Saw the report on the achievement of Kerala in Targeted

interventions.

I do share my happiness and sense of satisfaction to know that the joint efforts

from lot of key population members, NGO personnel, technical professionals and

the government officials in the past have yielded results.

Before concluding this as a clear indication that the achievements are

established and some other state's performance is poor we have to consider lot

of other facts and realities related to the implementation of Targeted

interventions in different Indian states.

Being a person associated with Targeted intervention in Kerala right from the

beginning I had the opportunity of being part of taking major decisions and

playing key roles in TI implementation in Kerala.
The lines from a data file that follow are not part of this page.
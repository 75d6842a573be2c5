// Rust guideline compliant 2026-08-21

//! `WeatherClient` component -- fetches current-weather temperatures from an
//! OpenWeatherMap-compatible provider over HTTP.
//!
//! Entry point: [`WeatherClient::new`], then the `domain::WeatherApi` port.
//! Configuration via [`WeatherClientConfig::builder`].

use domain::{WeatherApi, WeatherError, WeatherQuery};
use std::time::Duration;

/// Default provider base URL (OpenWeatherMap current-weather API).
pub const DEFAULT_BASE_URL: &str = "https://api.openweathermap.org/data/2.5/";

// ---------------------------------------------------------------------------
// WeatherClientError
// ---------------------------------------------------------------------------

/// Errors that can occur while constructing a [`WeatherClient`].
///
/// Fetch-time failures are reported through `domain::WeatherError` instead,
/// since they are part of the `WeatherApi` port contract.
#[derive(Debug, thiserror::Error)]
pub enum WeatherClientError {
    /// The supplied configuration is invalid.
    #[error("invalid weather client configuration: {reason}")]
    InvalidConfig {
        /// Human-readable description of the problem.
        reason: String,
    },
}

// ---------------------------------------------------------------------------
// WeatherClientConfig + builder
// ---------------------------------------------------------------------------

/// Runtime configuration for a [`WeatherClient`].
///
/// Construct via [`WeatherClientConfig::builder`].
#[derive(Debug)]
pub struct WeatherClientConfig {
    /// Provider base URL; the `weather/` path is appended to it.
    pub base_url: String,
    /// Provider API key credential, sent as the `appid` query parameter.
    pub api_key: String,
    /// Optional transport timeout. `None` leaves the transport default.
    pub timeout: Option<Duration>,
}

/// Builder for [`WeatherClientConfig`].
///
/// Obtain via [`WeatherClientConfig::builder`]; finalize with [`build`](Self::build).
#[derive(Debug)]
pub struct WeatherClientConfigBuilder {
    base_url: String,
    api_key: String,
    timeout: Option<Duration>,
}

impl WeatherClientConfig {
    /// Create a builder. `api_key` is the only required parameter.
    ///
    /// Default values: `base_url = `[`DEFAULT_BASE_URL`], `timeout = None`.
    #[must_use]
    pub fn builder(api_key: impl Into<String>) -> WeatherClientConfigBuilder {
        WeatherClientConfigBuilder {
            base_url: DEFAULT_BASE_URL.to_owned(),
            api_key: api_key.into(),
            timeout: None,
        }
    }
}

impl WeatherClientConfigBuilder {
    /// Override the provider base URL (e.g. to point at a test double).
    #[must_use]
    pub fn base_url(mut self, base_url: impl Into<String>) -> Self {
        self.base_url = base_url.into();
        self
    }

    /// Set a transport-level timeout. The client itself has no timeout or
    /// retry logic; this is the only place a deadline can be enforced.
    #[must_use]
    pub fn timeout(mut self, timeout: Duration) -> Self {
        self.timeout = Some(timeout);
        self
    }

    /// Validate and build the configuration.
    ///
    /// # Errors
    ///
    /// Returns [`WeatherClientError::InvalidConfig`] when `api_key` or
    /// `base_url` is empty.
    #[must_use = "the Result must be checked; use ? or unwrap"]
    pub fn build(self) -> Result<WeatherClientConfig, WeatherClientError> {
        if self.api_key.is_empty() {
            return Err(WeatherClientError::InvalidConfig {
                reason: "api_key must be non-empty".to_owned(),
            });
        }
        if self.base_url.is_empty() {
            return Err(WeatherClientError::InvalidConfig {
                reason: "base_url must be non-empty".to_owned(),
            });
        }
        Ok(WeatherClientConfig {
            base_url: self.base_url,
            api_key: self.api_key,
            timeout: self.timeout,
        })
    }
}

// ---------------------------------------------------------------------------
// WeatherClient
// ---------------------------------------------------------------------------

/// `WeatherApi` adapter backed by `reqwest` against the provider's
/// current-weather endpoint.
///
/// One outbound request per `fetch_temperature` call; no retry, no local
/// state mutation. Credential and endpoint are fixed at construction.
#[derive(Debug, Clone)]
pub struct WeatherClient {
    http: reqwest::Client,
    endpoint: String,
    api_key: String,
}

impl WeatherClient {
    /// Create a new client from `config`.
    ///
    /// # Errors
    ///
    /// Returns [`WeatherClientError::InvalidConfig`] when the underlying
    /// HTTP client cannot be constructed.
    pub fn new(config: WeatherClientConfig) -> Result<Self, WeatherClientError> {
        let mut builder = reqwest::Client::builder();
        if let Some(timeout) = config.timeout {
            builder = builder.timeout(timeout);
        }
        let http = builder.build().map_err(|e| WeatherClientError::InvalidConfig {
            reason: format!("http client: {e}"),
        })?;
        let endpoint = format!("{}/weather/", config.base_url.trim_end_matches('/'));
        Ok(Self { http, endpoint, api_key: config.api_key })
    }
}

/// Extract `main.temp` from a provider response body.
fn extract_temperature(body: &serde_json::Value) -> Result<f64, WeatherError> {
    body.get("main")
        .and_then(|main| main.get("temp"))
        .and_then(serde_json::Value::as_f64)
        .ok_or_else(|| WeatherError::MalformedResponse { field: "main.temp".to_owned() })
}

#[async_trait::async_trait]
impl WeatherApi for WeatherClient {
    /// Issue one `GET {base_url}/weather/` request with metric units and the
    /// configured credential, and return the reported temperature verbatim.
    ///
    /// # Errors
    ///
    /// Returns [`WeatherError::Transport`] when no response is received,
    /// [`WeatherError::Provider`] on any non-2xx status, or
    /// [`WeatherError::MalformedResponse`] when the body is not JSON or
    /// lacks `main.temp`.
    async fn fetch_temperature(&self, query: WeatherQuery) -> Result<f64, WeatherError> {
        tracing::debug!(lat = query.lat, lon = query.lon, "weather_client.fetch");
        let response = self
            .http
            .get(&self.endpoint)
            .query(&[
                ("lat", query.lat.to_string()),
                ("lon", query.lon.to_string()),
                ("units", "metric".to_owned()),
                ("appid", self.api_key.clone()),
            ])
            .send()
            .await
            .map_err(|e| WeatherError::Transport { reason: e.to_string() })?;

        let status = response.status();
        if !status.is_success() {
            return Err(WeatherError::Provider { status: status.as_u16() });
        }

        let body: serde_json::Value = response.json().await.map_err(|e| {
            tracing::debug!(error = %e, "weather_client.body_decode_failed");
            WeatherError::MalformedResponse { field: "main.temp".to_owned() }
        })?;

        let temperature = extract_temperature(&body)?;
        tracing::debug!(temperature, "weather_client.fetched");
        Ok(temperature)
    }
}

// ---------------------------------------------------------------------------
// Tests
// ---------------------------------------------------------------------------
In this context, I think exploring the process through which TI process was

maturing in Kerala and making some of the innovations as replicable models, (of

course not all) could be the focus for the benefit of other Indian states.

An area of concern in this rating would be using a common tool in

ranking the performance efficiency of TIs of different states. As it

is known to all, prevailing socio political situation, baseline on

which the TI was initiated, available health and social development

infrastructure, profile of key population community members etc would

have lot of diversity, which would have direct and indirect influence

in the efficiency of TI implementation.

I am sure a common tool for assessment will not address these areas of diversity

and their influence in the TI implementation process.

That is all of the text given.